* _Requirement_
Your response should be the complete data, transcribed exactly.

* _Material provided_
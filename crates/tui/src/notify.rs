//! Transient user notifications.
//!
//! Board operations report their outcome through the [`Notifier`] trait.
//! The TUI implementation, [`Toasts`], keeps a short queue of messages that
//! the status bar displays until they expire.

use std::collections::VecDeque;
use std::time::{Duration, Instant};

/// Default toast lifetime.
pub const DEFAULT_TOAST_LIFETIME: Duration = Duration::from_millis(3_000);

/// Maximum number of toasts kept at once. Older ones are dropped first.
const MAX_TOASTS: usize = 8;

/// Whether a notification reports success or failure.
#[derive(Debug, Clone, Copy, PartialEq, Eq, Default)]
pub enum NotificationKind {
    /// The operation succeeded.
    #[default]
    Success,
    /// The operation failed or was rejected.
    Error,
}

/// Fire-and-forget sink for user-facing messages.
pub trait Notifier {
    /// Shows `message` to the user.
    fn notify(&mut self, message: &str, kind: NotificationKind);

    /// Advances the notifier's clock. Auto-dismissing notifiers expire
    /// messages here.
    fn tick(&mut self, _now: Instant) {}
}

/// A single queued notification.
#[derive(Debug, Clone, PartialEq, Eq)]
pub struct Toast {
    /// The message text.
    pub message: String,
    /// Success or error.
    pub kind: NotificationKind,
    /// When the toast stops being shown.
    pub expires_at: Instant,
}

/// Auto-dismissing notification queue.
///
/// Toasts are stamped with the clock last passed to [`Notifier::tick`], so
/// callers advance time explicitly.
///
/// # Examples
///
/// ```
/// use std::time::{Duration, Instant};
/// use devboard_tui::notify::{NotificationKind, Notifier, Toasts};
///
/// let start = Instant::now();
/// let mut toasts = Toasts::new(Duration::from_secs(3), start);
/// toasts.notify("Task deleted", NotificationKind::Success);
/// assert_eq!(toasts.latest().map(|t| t.message.as_str()), Some("Task deleted"));
///
/// toasts.tick(start + Duration::from_secs(3));
/// assert!(toasts.latest().is_none());
/// ```
#[derive(Debug, Clone)]
pub struct Toasts {
    items: VecDeque<Toast>,
    lifetime: Duration,
    now: Instant,
}

impl Toasts {
    /// Creates an empty queue whose toasts live for `lifetime`.
    #[must_use]
    pub fn new(lifetime: Duration, now: Instant) -> Self {
        Self {
            items: VecDeque::new(),
            lifetime,
            now,
        }
    }

    /// Returns the most recent live toast.
    #[must_use]
    pub fn latest(&self) -> Option<&Toast> {
        self.items.back()
    }

    /// Iterates over live toasts, oldest first.
    pub fn iter(&self) -> impl Iterator<Item = &Toast> {
        self.items.iter()
    }

    /// Returns the number of live toasts.
    #[must_use]
    pub fn len(&self) -> usize {
        self.items.len()
    }

    /// Returns `true` if no toast is live.
    #[must_use]
    pub fn is_empty(&self) -> bool {
        self.items.is_empty()
    }
}

impl Default for Toasts {
    fn default() -> Self {
        Self::new(DEFAULT_TOAST_LIFETIME, Instant::now())
    }
}

impl Notifier for Toasts {
    fn notify(&mut self, message: &str, kind: NotificationKind) {
        if self.items.len() == MAX_TOASTS {
            self.items.pop_front();
        }
        self.items.push_back(Toast {
            message: message.to_string(),
            kind,
            expires_at: self.now + self.lifetime,
        });
    }

    fn tick(&mut self, now: Instant) {
        self.now = now;
        self.items.retain(|toast| toast.expires_at > now);
    }
}

#[cfg(test)]
pub(crate) mod recording {
    use super::{NotificationKind, Notifier};

    /// Notifier that records every message, for assertions.
    #[derive(Debug, Default)]
    pub(crate) struct Recorder {
        pub(crate) messages: Vec<(String, NotificationKind)>,
    }

    impl Recorder {
        pub(crate) fn texts(&self) -> Vec<&str> {
            self.messages.iter().map(|(m, _)| m.as_str()).collect()
        }

        pub(crate) fn last(&self) -> Option<(&str, NotificationKind)> {
            self.messages.last().map(|(m, k)| (m.as_str(), *k))
        }
    }

    impl Notifier for Recorder {
        fn notify(&mut self, message: &str, kind: NotificationKind) {
            self.messages.push((message.to_string(), kind));
        }
    }
}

* _Response to this task_
filename crates/tui/src/notify.rs
//! Transient user notifications.
//!
//! Board operations report their outcome through the [`Notifier`] trait.
//! The TUI implementation, [`Toasts`], keeps a short queue of messages that
//! the status bar displays until they expire.

use std::collections::VecDeque;
use std::time::{Duration, Instant};

/// Default toast lifetime.
pub const DEFAULT_TOAST_LIFETIME: Duration = Duration::from_millis(3_000);

/// Maximum number of toasts kept at once. Older ones are dropped first.
const MAX_TOASTS: usize = 8;

/// Whether a notification reports success or failure.
#[derive(Debug, Clone, Copy, PartialEq, Eq, Default)]
pub enum NotificationKind {
    /// The operation succeeded.
    #[default]
    Success,
    /// The operation failed or was rejected.
    Error,
}

/// Fire-and-forget sink for user-facing messages.
pub trait Notifier {
    /// Shows `message` to the user.
    fn notify(&mut self, message: &str, kind: NotificationKind);

    /// Advances the notifier's clock. Auto-dismissing notifiers expire
    /// messages here.
    fn tick(&mut self, _now: Instant) {}
}

/// A single queued notification.
#[derive(Debug, Clone, PartialEq, Eq)]
pub struct Toast {
    /// The message text.
    pub message: String,
    /// Success or error.
    pub kind: NotificationKind,
    /// When the toast stops being shown.
    pub expires_at: Instant,
}

/// Auto-dismissing notification queue.
///
/// Toasts are stamped with the clock last passed to [`Notifier::tick`], so
/// callers advance time explicitly.
///
/// # Examples
///
/// ```
/// use std::time::{Duration, Instant};
/// use devboard_tui::notify::{NotificationKind, Notifier, Toasts};
///
/// let start = Instant::now();
/// let mut toasts = Toasts::new(Duration::from_secs(3), start);
/// toasts.notify("Task deleted", NotificationKind::Success);
/// assert_eq!(toasts.latest().map(|t| t.message.as_str()), Some("Task deleted"));
///
/// toasts.tick(start + Duration::from_secs(3));
/// assert!(toasts.latest().is_none());
/// ```
#[derive(Debug, Clone)]
pub struct Toasts {
    items: VecDeque<Toast>,
    lifetime: Duration,
    now: Instant,
}

impl Toasts {
    /// Creates an empty queue whose toasts live for `lifetime`.
    #[must_use]
    pub fn new(lifetime: Duration, now: Instant) -> Self {
        Self {
            items: VecDeque::new(),
            lifetime,
            now,
        }
    }

    /// Returns the most recent live toast.
    #[must_use]
    pub fn latest(&self) -> Option<&Toast> {
        self.items.back()
    }

    /// Iterates over live toasts, oldest first.
    pub fn iter(&self) -> impl Iterator<Item = &Toast> {
        self.items.iter()
    }

    /// Returns the number of live toasts.
    #[must_use]
    pub fn len(&self) -> usize {
        self.items.len()
    }

    /// Returns `true` if no toast is live.
    #[must_use]
    pub fn is_empty(&self) -> bool {
        self.items.is_empty()
    }
}

impl Default for Toasts {
    fn default() -> Self {
        Self::new(DEFAULT_TOAST_LIFETIME, Instant::now())
    }
}

impl Notifier for Toasts {
    fn notify(&mut self, message: &str, kind: NotificationKind) {
        if self.items.len() == MAX_TOASTS {
            self.items.pop_front();
        }
        self.items.push_back(Toast {
            message: message.to_string(),
            kind,
            expires_at: self.now + self.lifetime,
        });
    }

    fn tick(&mut self, now: Instant) {
        self.now = now;
        self.items.retain(|toast| toast.expires_at > now);
    }
}

#[cfg(test)]
pub(crate) mod recording {
    use super::{NotificationKind, Notifier};

    /// Notifier that records every message, for assertions.
    #[derive(Debug, Default)]
    pub(crate) struct Recorder {
        pub(crate) messages: Vec<(String, NotificationKind)>,
    }

    impl Recorder {
        pub(crate) fn texts(&self) -> Vec<&str> {
            self.messages.iter().map(|(m, _)| m.as_str()).collect()
        }

        pub(crate) fn last(&self) -> Option<(&str, NotificationKind)> {
            self.messages.last().map(|(m, k)| (m.as_str(), *k))
        }
    }

    impl Notifier for Recorder {
        fn notify(&mut self, message: &str, kind: NotificationKind) {
            self.messages.push((message.to_string(), kind));
        }
    }
}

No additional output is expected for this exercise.